── Records for this task

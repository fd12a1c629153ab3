//! Diagnostics emitted during evaluation
//!
//! Out-of-domain evaluation is not an error: Chebyshev polynomials stay
//! defined outside `[-1, 1]`, only accuracy is lost. Such events are handed to
//! a [`DiagnosticsSink`] injected into each approximation, so callers decide
//! whether they end up in the log, in a buffer, or nowhere.

use parking_lot::Mutex;
use std::fmt;

/// A non-fatal condition observed while evaluating an approximation
#[derive(Debug, Clone, PartialEq)]
pub enum Diagnostic {
    /// Some evaluation points fell outside `[0, lambda_max]`
    OutOfDomain {
        /// Smallest evaluation point
        min: f64,
        /// Largest evaluation point
        max: f64,
        /// Upper bound of the spectral domain
        lambda_max: f64,
        /// Number of points outside the domain
        count: usize,
    },
}

impl fmt::Display for Diagnostic {
    fn fmt(&self, f: &mut fmt::Formatter<'_>) -> fmt::Result {
        match self {
            Self::OutOfDomain {
                min,
                max,
                lambda_max,
                count,
            } => write!(
                f,
                "{count} point(s) in [{min:.4}, {max:.4}] lie outside the orthonormal domain [0, {lambda_max:.2}]"
            ),
        }
    }
}

/// Receiver for evaluation diagnostics
pub trait DiagnosticsSink: Send + Sync + fmt::Debug {
    /// Handle one diagnostic. Must not fail.
    fn report(&self, diagnostic: Diagnostic);
}

/// Forwards diagnostics to `tracing` at WARN level
#[derive(Debug, Default, Clone, Copy)]
pub struct TracingSink;

impl DiagnosticsSink for TracingSink {
    fn report(&self, diagnostic: Diagnostic) {
        tracing::warn!(
            target: "ruvector_chebyshev",
            "Evaluating Chebyshev polynomials outside of their orthonormal domain: {}",
            diagnostic
        );
    }
}

/// Keeps every diagnostic in memory
#[derive(Debug, Default)]
pub struct RecordingSink {
    events: Mutex<Vec<Diagnostic>>,
}

impl RecordingSink {
    /// Create an empty sink
    pub fn new() -> Self {
        Self::default()
    }

    /// Snapshot of the recorded diagnostics
    pub fn events(&self) -> Vec<Diagnostic> {
        self.events.lock().clone()
    }

    /// Number of recorded diagnostics
    pub fn len(&self) -> usize {
        self.events.lock().len()
    }

    /// True when nothing was recorded
    pub fn is_empty(&self) -> bool {
        self.events.lock().is_empty()
    }

    /// Drop all recorded diagnostics
    pub fn clear(&self) {
        self.events.lock().clear();
    }
}

impl DiagnosticsSink for RecordingSink {
    fn report(&self, diagnostic: Diagnostic) {
        self.events.lock().push(diagnostic);
    }
}

/// Discards diagnostics
#[derive(Debug, Default, Clone, Copy)]
pub struct NullSink;

impl DiagnosticsSink for NullSink {
    fn report(&self, _diagnostic: Diagnostic) {}
}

────

Goal of the exercise =
Which lines in the records above contain the word "Mutex"? Copy each one.

Result =
use parking_lot::Mutex;
    events: Mutex<Vec<Diagnostic>>,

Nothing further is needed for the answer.